ICMP/IP/Ethernet Spoofing

The next tools (spoof.c and spoofe.c) create forged requests by constructing packet headers directly. This demonstrates how weak source trust can be when packet crafting is available.

ICMP/IP spoof test

gcc -o spoof spoof.c
sudo ./spoof

# Verify on receiver side
sudo tcpdump -n -i eth14 icmp

Ethernet-level spoof test

gcc -o spoofe spoofe.c
sudo ./spoofe

# Verify L2 details
sudo tcpdump -i eth15 -e icmp

Capturing with -e exposes Ethernet headers and confirms whether forged source MAC addresses are present, which helps separate L2 spoof behavior from L3-only spoof behavior.


Figure 2. ICMP spoofing flow: crafted source identity, forged response path, and victim-side acceptance.

Active Interception: Sniff-and-Spoof Loop

The combined tool (sniffnspoof.c) demonstrates a more realistic attacker behavior: observe incoming echo requests and immediately inject spoofed echo replies. That closes the loop from passive visibility to active control.

# On attacker VM
gcc -o sniffnspoof sniffnspoof.c -lpcap
sudo ./sniffnspoof

# On victim VM
ping 192.168.15.99

Why this matters

  • Response race conditions can let attackers answer before legitimate hosts.
  • Many diagnostic workflows trust first valid-looking replies.
  • This pattern generalizes to other request-response protocols beyond ICMP.

 

Detection and Hardening Strategies

Defenses must be layered.
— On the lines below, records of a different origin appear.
// ==========================================
// Expo Lead Fusion - Core Library
// ==========================================
// Purpose: merge heterogeneous exhibition-lead sources into one
// deduplicated table, one row per company/contact
// Core: record identity resolution + lossless field fusion
// ==========================================

// ==========================================
// Module declarations
// ==========================================

// Domain layer - records, keys, tables, reports
pub mod domain;

// Value normalizer - canonical comparison forms
pub mod normalize;

// Merge core - identity extraction, fusion, grouping
pub mod merge;

// Post-processing - table-level column cleanup
pub mod postprocess;

// Loader layer - external source files
pub mod loader;

// Enrichment harness - worker pool over external producers
pub mod enrich;

// Sink layer - table exports
pub mod sink;

// Pipeline layer - end-to-end orchestration
pub mod pipeline;

// Configuration layer
pub mod config;

// Logging
pub mod logging;

// ==========================================
// Re-export core types
// ==========================================

pub use config::{PipelineConfig, SessionPaths};
pub use domain::{
    IdentityKey, KeyKind, LeadRecord, LeadSource, LeadTable, MergeStats, PipelineReport,
};
pub use enrich::{CompanyFetcher, EnrichmentRunner, ResultsBuffer};
pub use loader::{ExtractionJsonLoader, UniversalSheetParser};
pub use merge::{merge_two, IdentityExtractor, MergeEngine, MergeOutcome};
pub use pipeline::{LeadPipeline, LeadPipelineImpl, PipelineError};
pub use postprocess::ColumnProcessor;
pub use sink::{CsvExportSink, CumulativeSheetSink, TableSink};

// ==========================================
// Constants
// ==========================================

// Crate version
pub const VERSION: &str = env!("CARGO_PKG_VERSION");

// Application name
pub const APP_NAME: &str = "Expo Lead Fusion";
No single control stops all spoofing forms across all environments.

Attack Surface Primary Control Operational Notes
Forged source IP Ingress/Egress filtering (BCP 38 style) Most effective at network boundaries; depends on upstream compliance.
Forged source MAC Switch port security + DHCP snooping + DAI Requires managed switching and correct binding state.
ICMP abuse Rate limiting + ACL policy + anomaly detection Avoid blanket blocking; diagnostics are still operationally useful.
Packet interception visibility Segmentation + encrypted overlays Limits attacker observation scope on flat networks.
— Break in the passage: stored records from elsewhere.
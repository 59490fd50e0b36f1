// ==========================================
// Expo Lead Fusion - Sink Layer
// ==========================================
// Responsibility: hand the final table to export targets
// Contract: consumes stable, duplicate-free column names as
// guaranteed by the column post-processor
// ==========================================

pub mod csv_export;
pub mod cumulative_sheet;
pub mod error;

use crate::domain::{ExportReport, LeadTable};

// Re-export core types
pub use csv_export::CsvExportSink;
pub use cumulative_sheet::CumulativeSheetSink;
pub use error::{SinkError, SinkResult};

// ==========================================
// TableSink trait
// ==========================================
// Implementors: CsvExportSink, CumulativeSheetSink
pub trait TableSink: Send + Sync {
    /// Sink name used in reports and logs.
    fn name(&self) -> &'static str;

    /// Write the table out. An empty table is an error - "no data
    /// produced" is the pipeline's only user-visible failure.
    fn export(&self, table: &LeadTable) -> SinkResult<ExportReport>;
}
Figure 3. Defense mapping for sniffing/spoofing classes observed in the lab.

 

Key Technical Takeaways

  • Packet-level trust is conditional, not guaranteed. Headers are easy to forge in weakly controlled networks.
  • libpcap-based sniffing provides immediate operational intelligence for attackers.
  • ICMP spoofing demonstrates broader identity and authenticity weaknesses at lower layers.
  • Sniff-and-spoof loops convert passive observation into active influence quickly.
  • Effective defense requires coordinated controls at host, switch, and routing boundaries.